AMSD_VGGNet: A Lightweight Multi-Scale Attention Network for High-Accuracy Breast Cancer Histopathological Image Classification
Keywords:
Breast cancer; Hybrid-domain attention mechanism; Multi-scale dilated convolution; Lightweight networkAbstract
Early diagnosis of breast cancer is crucial for improving patient survival rates, but traditional pathological diagnosis heavily relies on subjective clinical experience, suffering from inefficiency and poor consistency. This paper proposes an improved VGG network model integrating multi-scale features and attention mechanisms for automated classification of breast cancer histopathological images.
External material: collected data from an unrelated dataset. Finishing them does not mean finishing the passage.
use async_trait::async_trait;
use tome_core::{
    Analysis, Chapter, ChapterId, FolderSet, KnowledgeGraph, Note, NoteId, Result, StageStatus,
    Summary, Work, WorkId,
};

/// Field-level patch applied atomically to a chapter. `None` fields are
/// left untouched; `updatedAt` is always refreshed.
#[derive(Debug, Clone, Default)]
pub struct ChapterPatch {
    pub overview_status: Option<StageStatus>,
    pub analysis_status: Option<StageStatus>,
    pub notes_status: Option<StageStatus>,
    pub status: Option<StageStatus>,
    pub summary_ref: Option<String>,
    /// `Some(None)` clears a previous error, `Some(Some(msg))` records one.
    pub last_error: Option<Option<String>>,
}

impl ChapterPatch {
    pub fn new() -> Self {
        Self::default()
    }

    pub fn overview_status(mut self, status: StageStatus) -> Self {
        self.overview_status = Some(status);
        self
    }

    pub fn analysis_status(mut self, status: StageStatus) -> Self {
        self.analysis_status = Some(status);
        self
    }

    pub fn notes_status(mut self, status: StageStatus) -> Self {
        self.notes_status = Some(status);
        self
    }

    pub fn status(mut self, status: StageStatus) -> Self {
        self.status = Some(status);
        self
    }

    pub fn summary_ref(mut self, summary_id: impl Into<String>) -> Self {
        self.summary_ref = Some(summary_id.into());
        self
    }

    pub fn error(mut self, message: impl Into<String>) -> Self {
        self.last_error = Some(Some(message.into()));
        self
    }

    pub fn clear_error(mut self) -> Self {
        self.last_error = Some(None);
        self
    }

    /// Apply the patch to an owned chapter; shared by both store backends.
    pub fn apply(&self, chapter: &mut Chapter) {
        if let Some(s) = self.overview_status {
            chapter.overview_status = s;
        }
        if let Some(s) = self.analysis_status {
            chapter.analysis_status = s;
        }
        if let Some(s) = self.notes_status {
            chapter.notes_status = s;
        }
        if let Some(s) = self.status {
            chapter.status = s;
        }
        if let Some(ref summary_ref) = self.summary_ref {
            chapter.summary_ref = Some(summary_ref.clone());
        }
        if let Some(ref last_error) = self.last_error {
            chapter.last_error = last_error.clone();
        }
        chapter.updated_at = chrono::Utc::now();
    }
}

/// One page of the notes listing.
#[derive(Debug, Clone)]
pub struct NotePage {
    pub notes: Vec<Note>,
    pub total: u64,
    pub page: u32,
    pub limit: u32,
}

/// Mutation applied to the knowledge-graph singleton under the store's
/// read-modify-write cycle.
pub type GraphUpdate = Box<dyn FnOnce(&mut KnowledgeGraph) + Send>;

/// Entity CRUD over the shared document store. All writes are per-id
/// upserts and last-writer-wins, except [`Store::update_chapter`] (atomic
/// field patch) and [`Store::update_graph`] (serialized read-modify-write).
#[async_trait]
pub trait Store: Send + Sync {
    async fn get_work(&self, id: &WorkId) -> Result<Option<Work>>;
    async fn save_work(&self, work: &Work) -> Result<()>;

    /// Delete a work and cascade: its chapters, their summaries, their
    /// notes, the graph nodes and edges of those notes, and the work-level
    /// analysis. Deleting the record is the pipeline's cancellation signal.
    async fn delete_work(&self, id: &WorkId) -> Result<()>;

    async fn get_chapter(&self, id: &ChapterId) -> Result<Option<Chapter>>;
    async fn save_chapter(&self, chapter: &Chapter) -> Result<()>;

    /// Atomic field-level patch; returns the new document, or `None` when
    /// the chapter no longer exists.
    async fn update_chapter(&self, id: &ChapterId, patch: ChapterPatch)
    -> Result<Option<Chapter>>;

    /// All chapters of a work, ordered by chapter index.
    async fn chapters_of(&self, work_id: &WorkId) -> Result<Vec<Chapter>>;

    async fn get_summary(&self, id: &str) -> Result<Option<Summary>>;
    async fn get_summary_by_chapter(&self, chapter_id: &ChapterId) -> Result<Option<Summary>>;
    async fn save_summary(&self, summary: &Summary) -> Result<()>;

    async fn get_note(&self, id: &NoteId) -> Result<Option<Note>>;
    async fn save_note(&self, note: &Note) -> Result<()>;
    async fn all_notes(&self) -> Result<Vec<Note>>;
    async fn notes_by_chapter(&self, work_id: &WorkId, chapter_id: &ChapterId)
    -> Result<Vec<Note>>;

    /// Delete a chapter's notes and prune their graph nodes and incident
    /// edges. Clean-regenerate semantics for the notes stage.
    async fn delete_notes_by_chapter(
        &self,
        work_id: &WorkId,
        chapter_id: &ChapterId,
    ) -> Result<()>;

    /// Paginated listing, newest first. `search` matches title or content,
    /// case-insensitive; `page` is 1-based.
    async fn list_notes(&self, page: u32, limit: u32, search: Option<&str>) -> Result<NotePage>;

    async fn get_analysis(&self, work_id: &WorkId) -> Result<Option<Analysis>>;
    async fn save_analysis(&self, analysis: &Analysis) -> Result<()>;

    async fn get_graph(&self) -> Result<KnowledgeGraph>;

    /// Read-modify-write on the graph singleton; mutations are serialized
    /// so concurrent note tasks cannot lose updates. Returns the graph
    /// after the mutation.
    async fn update_graph(&self, update: GraphUpdate) -> Result<KnowledgeGraph>;

    async fn get_folders(&self) -> Result<Option<FolderSet>>;
    async fn save_folders(&self, folders: &FolderSet) -> Result<()>;
}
The model introduces a mixed-domain attention mechanism into the VGG16 backbone, enabling dynamic focus on critical pathological feature regions such as nuclear atypia. Simultaneously, it incorporates a dual-scale dilated convolution module to parallelly extract local details and global contextual information, enhancing multi-scale feature representation. Experimental results demonstrate that AMSD_VGGNet achieves classification accuracies of 99.71% on both BreakHis and ICIAR2018 datasets, with only 12.8% of VGG16's parameter count. Heatmap visualization indicates that its decision logic aligns closely with pathological standards. Furthermore, an interactive system interface developed using PySide6 framework supports high-resolution image loading and real-time classification response, providing an efficient and reliable intelligent auxiliary diagnostic tool for early breast cancer screening.